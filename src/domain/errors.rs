use serde::{Deserialize, Serialize};
use thiserror::Error;

/// Failure taxonomy carried by stage handlers. The worker loop maps it to a
/// finalize decision; the code is persisted as `last_error_code`.
#[derive(Debug, Clone, Copy, PartialEq, Eq, Serialize, Deserialize)]
#[serde(rename_all = "snake_case")]
pub(crate) enum ErrorKind {
    /// Network timeout, upstream 5xx, LLM rate limit.
    RetryableTransient,
    /// Lease lost or reclaim race; the reclaim already accounted the attempt.
    RetryableResource,
    /// Malformed input or schema mismatch; retrying cannot help.
    PermanentBadInput,
    /// A negative business outcome that is itself the successful result.
    PermanentBusiness,
    /// Handler cancelled by lease loss or shutdown.
    Cancelled,
    /// Repository or dependency unreachable; the tick errors out instead of
    /// changing submission state.
    FatalInfrastructure,
}

impl ErrorKind {
    pub(crate) fn as_str(self) -> &'static str {
        match self {
            Self::RetryableTransient => "retryable_transient",
            Self::RetryableResource => "retryable_resource",
            Self::PermanentBadInput => "permanent_bad_input",
            Self::PermanentBusiness => "permanent_business",
            Self::Cancelled => "cancelled",
            Self::FatalInfrastructure => "fatal_infrastructure",
        }
    }

    /// Terminal failures dead-letter on the first occurrence.
    pub(crate) fn is_terminal(self) -> bool {
        matches!(self, Self::PermanentBadInput)
    }
}

impl std::fmt::Display for ErrorKind {
    fn fmt(&self, f: &mut std::fmt::Formatter<'_>) -> std::fmt::Result {
        f.write_str(self.as_str())
    }
}

#[derive(Debug, Error)]
pub(crate) enum DomainError {
    #[error("invalid public id: {0}")]
    InvalidPublicId(String),
}

#[cfg(test)]
mod tests {
    use super::*;

    #[test]
    fn only_bad_input_is_terminal() {
        assert!(ErrorKind::PermanentBadInput.is_terminal());
        assert!(!ErrorKind::RetryableTransient.is_terminal());
        assert!(!ErrorKind::RetryableResource.is_terminal());
        assert!(!ErrorKind::Cancelled.is_terminal());
        assert!(!ErrorKind::FatalInfrastructure.is_terminal());
    }

    #[test]
    fn codes_match_the_persisted_vocabulary() {
        assert_eq!(ErrorKind::RetryableTransient.as_str(), "retryable_transient");
        assert_eq!(ErrorKind::Cancelled.as_str(), "cancelled");
        assert_eq!(ErrorKind::PermanentBadInput.as_str(), "permanent_bad_input");
    }
}
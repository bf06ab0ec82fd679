use serde::{Deserialize, Serialize};
use sqlx::Type;

/// Submission lifecycle states. Stored as TEXT; the migration carries the
/// matching CHECK constraint.
#[derive(Debug, Clone, Copy, PartialEq, Eq, Serialize, Deserialize, Type)]
#[serde(rename_all = "snake_case")]
#[sqlx(type_name = "text", rename_all = "snake_case")]
pub(crate) enum SubmissionStatus {
    TelegramUpdateReceived,
    TelegramIngestInProgress,
    Uploaded,
    NormalizationInProgress,
    Normalized,
    EvaluationInProgress,
    Evaluated,
    DeliveryInProgress,
    Delivered,
    FailedTelegramIngest,
    FailedNormalization,
    FailedEvaluation,
    FailedDelivery,
    DeadLetter,
}

impl SubmissionStatus {
    pub(crate) fn as_str(self) -> &'static str {
        match self {
            Self::TelegramUpdateReceived => "telegram_update_received",
            Self::TelegramIngestInProgress => "telegram_ingest_in_progress",
            Self::Uploaded => "uploaded",
            Self::NormalizationInProgress => "normalization_in_progress",
            Self::Normalized => "normalized",
            Self::EvaluationInProgress => "evaluation_in_progress",
            Self::Evaluated => "evaluated",
            Self::DeliveryInProgress => "delivery_in_progress",
            Self::Delivered => "delivered",
            Self::FailedTelegramIngest => "failed_telegram_ingest",
            Self::FailedNormalization => "failed_normalization",
            Self::FailedEvaluation => "failed_evaluation",
            Self::FailedDelivery => "failed_delivery",
            Self::DeadLetter => "dead_letter",
        }
    }

    /// Terminal states are never claimed again.
    pub(crate) fn is_terminal(self) -> bool {
        matches!(self, Self::Delivered | Self::DeadLetter)
    }
}

impl std::fmt::Display for SubmissionStatus {
    fn fmt(&self, f: &mut std::fmt::Formatter<'_>) -> std::fmt::Result {
        f.write_str(self.as_str())
    }
}

#[derive(Debug, Clone, Copy, PartialEq, Eq, Serialize, Deserialize, Type)]
#[serde(rename_all = "snake_case")]
#[sqlx(type_name = "text", rename_all = "snake_case")]
pub(crate) enum DeliveryStatus {
    Sent,
    Skipped,
}

impl DeliveryStatus {
    pub(crate) fn as_str(self) -> &'static str {
        match self {
            Self::Sent => "sent",
            Self::Skipped => "skipped",
        }
    }
}

#[cfg(test)]
mod tests {
    use super::*;

    #[test]
    fn status_round_trips_through_serde() {
        let value = serde_json::to_value(SubmissionStatus::NormalizationInProgress).unwrap();
        assert_eq!(value, "normalization_in_progress");
        let parsed: SubmissionStatus = serde_json::from_value(value).unwrap();
        assert_eq!(parsed, SubmissionStatus::NormalizationInProgress);
    }

    #[test]
    fn terminal_states() {
        assert!(SubmissionStatus::Delivered.is_terminal());
        assert!(SubmissionStatus::DeadLetter.is_terminal());
        assert!(!SubmissionStatus::FailedDelivery.is_terminal());
        assert!(!SubmissionStatus::Uploaded.is_terminal());
    }
}
use serde::{Deserialize, Serialize};

#[derive(Debug, Deserialize)]
pub(crate) struct CreateCandidateRequest {
    pub(crate) first_name: String,
    pub(crate) last_name: String,
    #[serde(default)]
    pub(crate) source_type: Option<String>,
    #[serde(default)]
    pub(crate) source_external_id: Option<String>,
}

#[derive(Debug, Serialize)]
pub(crate) struct CandidateResponse {
    pub(crate) candidate_public_id: String,
    pub(crate) first_name: String,
    pub(crate) last_name: String,
}
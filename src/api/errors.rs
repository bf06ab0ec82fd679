use axum::http::StatusCode;
use axum::response::{IntoResponse, Response};
use axum::Json;
use serde::Serialize;

#[derive(Debug, Serialize)]
struct ErrorResponse {
    status: u16,
    code: &'static str,
    detail: String,
}

#[derive(Debug)]
pub(crate) enum ApiError {
    BadRequest(String),
    NotFound(String),
    UnprocessableEntity(String),
    ServiceUnavailable(String),
    Internal(String),
}

impl ApiError {
    /// Log the underlying error with context and return an `Internal` variant.
    pub(crate) fn internal(err: impl std::fmt::Display, context: &str) -> Self {
        tracing::error!(error = %err, "{context}");
        Self::Internal(context.to_string())
    }
}

impl IntoResponse for ApiError {
    fn into_response(self) -> Response {
        let (status, code, detail) = match self {
            ApiError::BadRequest(detail) => (StatusCode::BAD_REQUEST, "BAD_REQUEST", detail),
            ApiError::NotFound(detail) => (StatusCode::NOT_FOUND, "NOT_FOUND", detail),
            ApiError::UnprocessableEntity(detail) => {
                (StatusCode::UNPROCESSABLE_ENTITY, "VALIDATION_FAILED", detail)
            }
            ApiError::ServiceUnavailable(detail) => {
                (StatusCode::SERVICE_UNAVAILABLE, "SERVICE_UNAVAILABLE", detail)
            }
            ApiError::Internal(detail) => {
                (StatusCode::INTERNAL_SERVER_ERROR, "INTERNAL_ERROR", detail)
            }
        };

        (status, Json(ErrorResponse { status: status.as_u16(), code, detail })).into_response()
    }
}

EXERCISE DETAILS
Start to finish, restate the records above word for word.

WRITTEN ANSWER
filename src/domain/errors.rs
use serde::{Deserialize, Serialize};
use thiserror::Error;

/// Failure taxonomy carried by stage handlers. The worker loop maps it to a
/// finalize decision; the code is persisted as `last_error_code`.
#[derive(Debug, Clone, Copy, PartialEq, Eq, Serialize, Deserialize)]
#[serde(rename_all = "snake_case")]
pub(crate) enum ErrorKind {
    /// Network timeout, upstream 5xx, LLM rate limit.
    RetryableTransient,
    /// Lease lost or reclaim race; the reclaim already accounted the attempt.
    RetryableResource,
    /// Malformed input or schema mismatch; retrying cannot help.
    PermanentBadInput,
    /// A negative business outcome that is itself the successful result.
    PermanentBusiness,
    /// Handler cancelled by lease loss or shutdown.
    Cancelled,
    /// Repository or dependency unreachable; the tick errors out instead of
    /// changing submission state.
    FatalInfrastructure,
}

impl ErrorKind {
    pub(crate) fn as_str(self) -> &'static str {
        match self {
            Self::RetryableTransient => "retryable_transient",
            Self::RetryableResource => "retryable_resource",
            Self::PermanentBadInput => "permanent_bad_input",
            Self::PermanentBusiness => "permanent_business",
            Self::Cancelled => "cancelled",
            Self::FatalInfrastructure => "fatal_infrastructure",
        }
    }

    /// Terminal failures dead-letter on the first occurrence.
    pub(crate) fn is_terminal(self) -> bool {
        matches!(self, Self::PermanentBadInput)
    }
}

impl std::fmt::Display for ErrorKind {
    fn fmt(&self, f: &mut std::fmt::Formatter<'_>) -> std::fmt::Result {
        f.write_str(self.as_str())
    }
}

#[derive(Debug, Error)]
pub(crate) enum DomainError {
    #[error("invalid public id: {0}")]
    InvalidPublicId(String),
}

#[cfg(test)]
mod tests {
    use super::*;

    #[test]
    fn only_bad_input_is_terminal() {
        assert!(ErrorKind::PermanentBadInput.is_terminal());
        assert!(!ErrorKind::RetryableTransient.is_terminal());
        assert!(!ErrorKind::RetryableResource.is_terminal());
        assert!(!ErrorKind::Cancelled.is_terminal());
        assert!(!ErrorKind::FatalInfrastructure.is_terminal());
    }

    #[test]
    fn codes_match_the_persisted_vocabulary() {
        assert_eq!(ErrorKind::RetryableTransient.as_str(), "retryable_transient");
        assert_eq!(ErrorKind::Cancelled.as_str(), "cancelled");
        assert_eq!(ErrorKind::PermanentBadInput.as_str(), "permanent_bad_input");
    }
}
repository bf06ab0ec82fd679
use serde::{Deserialize, Serialize};
use sqlx::Type;

/// Submission lifecycle states. Stored as TEXT; the migration carries the
/// matching CHECK constraint.
#[derive(Debug, Clone, Copy, PartialEq, Eq, Serialize, Deserialize, Type)]
#[serde(rename_all = "snake_case")]
#[sqlx(type_name = "text", rename_all = "snake_case")]
pub(crate) enum SubmissionStatus {
    TelegramUpdateReceived,
    TelegramIngestInProgress,
    Uploaded,
    NormalizationInProgress,
    Normalized,
    EvaluationInProgress,
    Evaluated,
    DeliveryInProgress,
    Delivered,
    FailedTelegramIngest,
    FailedNormalization,
    FailedEvaluation,
    FailedDelivery,
    DeadLetter,
}

impl SubmissionStatus {
    pub(crate) fn as_str(self) -> &'static str {
        match self {
            Self::TelegramUpdateReceived => "telegram_update_received",
            Self::TelegramIngestInProgress => "telegram_ingest_in_progress",
            Self::Uploaded => "uploaded",
            Self::NormalizationInProgress => "normalization_in_progress",
            Self::Normalized => "normalized",
            Self::EvaluationInProgress => "evaluation_in_progress",
            Self::Evaluated => "evaluated",
            Self::DeliveryInProgress => "delivery_in_progress",
            Self::Delivered => "delivered",
            Self::FailedTelegramIngest => "failed_telegram_ingest",
            Self::FailedNormalization => "failed_normalization",
            Self::FailedEvaluation => "failed_evaluation",
            Self::FailedDelivery => "failed_delivery",
            Self::DeadLetter => "dead_letter",
        }
    }

    /// Terminal states are never claimed again.
    pub(crate) fn is_terminal(self) -> bool {
        matches!(self, Self::Delivered | Self::DeadLetter)
    }
}

impl std::fmt::Display for SubmissionStatus {
    fn fmt(&self, f: &mut std::fmt::Formatter<'_>) -> std::fmt::Result {
        f.write_str(self.as_str())
    }
}

#[derive(Debug, Clone, Copy, PartialEq, Eq, Serialize, Deserialize, Type)]
#[serde(rename_all = "snake_case")]
#[sqlx(type_name = "text", rename_all = "snake_case")]
pub(crate) enum DeliveryStatus {
    Sent,
    Skipped,
}

impl DeliveryStatus {
    pub(crate) fn as_str(self) -> &'static str {
        match self {
            Self::Sent => "sent",
            Self::Skipped => "skipped",
        }
    }
}

#[cfg(test)]
mod tests {
    use super::*;

    #[test]
    fn status_round_trips_through_serde() {
        let value = serde_json::to_value(SubmissionStatus::NormalizationInProgress).unwrap();
        assert_eq!(value, "normalization_in_progress");
        let parsed: SubmissionStatus = serde_json::from_value(value).unwrap();
        assert_eq!(parsed, SubmissionStatus::NormalizationInProgress);
    }

    #[test]
    fn terminal_states() {
        assert!(SubmissionStatus::Delivered.is_terminal());
        assert!(SubmissionStatus::DeadLetter.is_terminal());
        assert!(!SubmissionStatus::FailedDelivery.is_terminal());
        assert!(!SubmissionStatus::Uploaded.is_terminal());
    }
}
use serde::{Deserialize, Serialize};

#[derive(Debug, Deserialize)]
pub(crate) struct CreateCandidateRequest {
    pub(crate) first_name: String,
    pub(crate) last_name: String,
    #[serde(default)]
    pub(crate) source_type: Option<String>,
    #[serde(default)]
    pub(crate) source_external_id: Option<String>,
}

#[derive(Debug, Serialize)]
pub(crate) struct CandidateResponse {
    pub(crate) candidate_public_id: String,
    pub(crate) first_name: String,
    pub(crate) last_name: String,
}
filename src/api/errors.rs
repository bf06ab0ec82fd679
use axum::http::StatusCode;
use axum::response::{IntoResponse, Response};
use axum::Json;
use serde::Serialize;

#[derive(Debug, Serialize)]
struct ErrorResponse {
    status: u16,
    code: &'static str,
    detail: String,
}

#[derive(Debug)]
pub(crate) enum ApiError {
    BadRequest(String),
    NotFound(String),
    UnprocessableEntity(String),
    ServiceUnavailable(String),
    Internal(String),
}

impl ApiError {
    /// Log the underlying error with context and return an `Internal` variant.
    pub(crate) fn internal(err: impl std::fmt::Display, context: &str) -> Self {
        tracing::error!(error = %err, "{context}");
        Self::Internal(context.to_string())
    }
}

impl IntoResponse for ApiError {
    fn into_response(self) -> Response {
        let (status, code, detail) = match self {
            ApiError::BadRequest(detail) => (StatusCode::BAD_REQUEST, "BAD_REQUEST", detail),
            ApiError::NotFound(detail) => (StatusCode::NOT_FOUND, "NOT_FOUND", detail),
            ApiError::UnprocessableEntity(detail) => {
                (StatusCode::UNPROCESSABLE_ENTITY, "VALIDATION_FAILED", detail)
            }
            ApiError::ServiceUnavailable(detail) => {
                (StatusCode::SERVICE_UNAVAILABLE, "SERVICE_UNAVAILABLE", detail)
            }
            ApiError::Internal(detail) => {
                (StatusCode::INTERNAL_SERVER_ERROR, "INTERNAL_ERROR", detail)
            }
        };

        (status, Json(ErrorResponse { status: status.as_u16(), code, detail })).into_response()
    }
}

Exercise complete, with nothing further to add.